Polly decided it must be at least a little safer to get up now. She squeezed Shade’s hand to say thank you and cautiously rose to her feet. She glimpsed Frog as she sprinted through the doorway. Haunt had already vanished. The Doctor stood alone by the shattered console, inspecting the blackened hole carved out by Shel’s wild shot.

‘That could’ve been you,’ Polly said shakily.

‘Yes, I dare say it could,’ murmured the Doctor. ‘We must find out why. Shel’s badly damaged, he shouldn’t get far.’ He tutted. ‘Just look at this vandalism! My dear, would you check our new discovery beneath the console is undamaged, hmm?’ He rubbed his back meaningfully.

Polly felt a little uneasy at the way the Doctor could seemingly forget all the violence they’d just lived through to concentrate on a bit of broken technology, but she crouched down obediently just the same. Beneath the console she saw the junction box was scorched and smoking. ‘Looks like this has had it.’

‘He’s managed to fuse the controls.’ The Doctor grimaced. ‘Dear, dear. And just as I was about to deactivate the force shield and study those bodies!’

Polly looked at him doubtfully. ‘That was probably the point, wasn’t it?’

Stamping feet made Polly turn. Haunt had re-entered the room. From the look on her face, Shel had got away.

‘Where’s Frog?’ asked Polly.

‘Outside, guarding the corridor,’ she said. ‘We couldn’t catch him. He moved too fast, even wounded like –’ She caught herself. ‘Even damaged like that.’

Polly wondered how long Haunt had known Shel, how many secrets she’d trusted to him. She shook her head, walked over to the Doctor.

‘He was a most convincing human being,’ the Doctor murmured.

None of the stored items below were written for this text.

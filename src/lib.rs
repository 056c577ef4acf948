pub mod cs;
pub mod error;
pub mod input;

pub use cs::dynamic;
pub use cs::dynamic::{best_coloring, coloring_score, max_savings, Color, SegmentTable};
pub use error::{Error, Result};
pub use input::{parse_test_cases, TestCase};
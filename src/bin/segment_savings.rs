use std::io::{self, BufWriter, Read, Write};
use std::process;

use log::{debug, info};
use segment_savings::{max_savings, parse_test_cases, Result};

fn run() -> Result<()> {
    let mut text = String::new();
    io::stdin().lock().read_to_string(&mut text)?;

    let cases = parse_test_cases(&text)?;
    info!("solving {} test cases", cases.len());

    let stdout = io::stdout();
    let mut out = BufWriter::new(stdout.lock());
    for case in &cases {
        writeln!(out, "{}", max_savings(&case.values))?;
    }
    out.flush()?;
    Ok(())
}

fn main() {
    env_logger::init();

    if let Err(err) = run() {
        debug!("{:?}", err);
        eprintln!("error: {}", err);
        process::exit(1);
    }
}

Haunt snorted bitterly, as if suddenly recognising there had been something blindingly obvious about Shel’s deception all along. ‘You realise that only someone at the highest level in Pent Central would have access to the kind of technology needed to make a thing like that,’ she said quietly. ‘Frog’s right. They assigned him to my unit so he could lead us into this trap. We have to find him. Find out what he’s been planning, and why.’ She raised her wrist to her lips. ‘I’ll alert the others to be ready for him.’

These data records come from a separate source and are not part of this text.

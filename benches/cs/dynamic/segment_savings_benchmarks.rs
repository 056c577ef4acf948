use criterion::{black_box, criterion_group, criterion_main, BenchmarkId, Criterion};
use rand::rngs::StdRng;
use rand::{Rng, SeedableRng};
use segment_savings::{max_savings, SegmentTable};

fn random_values(len: usize, distinct: i64, rng: &mut StdRng) -> Vec<i64> {
    (0..len).map(|_| rng.gen_range(1..=distinct)).collect()
}

fn bench_max_savings(c: &mut Criterion) {
    let mut group = c.benchmark_group("max_savings");
    let mut rng = StdRng::seed_from_u64(42);

    for &len in &[16, 64, 128, 256] {
        let values = random_values(len, 4, &mut rng);
        group.bench_with_input(BenchmarkId::new("few_distinct", len), &values, |b, v| {
            b.iter(|| max_savings(black_box(v)))
        });

        let runs = vec![7_i64; len];
        group.bench_with_input(BenchmarkId::new("single_run", len), &runs, |b, v| {
            b.iter(|| max_savings(black_box(v)))
        });
    }

    group.finish();
}

fn bench_best_coloring(c: &mut Criterion) {
    let mut rng = StdRng::seed_from_u64(7);
    let values = random_values(128, 3, &mut rng);
    let table = SegmentTable::build(&values);

    c.bench_function("best_coloring_128", |b| {
        b.iter(|| black_box(&table).best_coloring())
    });
}

criterion_group!(benches, bench_max_savings, bench_best_coloring);
criterion_main!(benches);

She began by calling Creben.

Nothing but reedy static greeted her in response.

‘Tovel? Joiks? Roba?’

Polly felt a chill shiver down her. If anything, the shushing of the static was growing louder, angrier.

Haunt swore. ‘Right. I’ll just have to tell them in person.’

‘You’re leaving us here?’ Polly asked.

Haunt paused briefly in the doorway. ‘Watch the bodies. Watch Shade.’

That said, she turned and left.

Polly waited until she was sure the woman had gone, then ran over to the TARDIS. The door wouldn’t budge. She let out a heavy sigh of disappointment. ‘If you’d shut down their invisible barrier thing, we might’ve been able to get back into the TARDIS.’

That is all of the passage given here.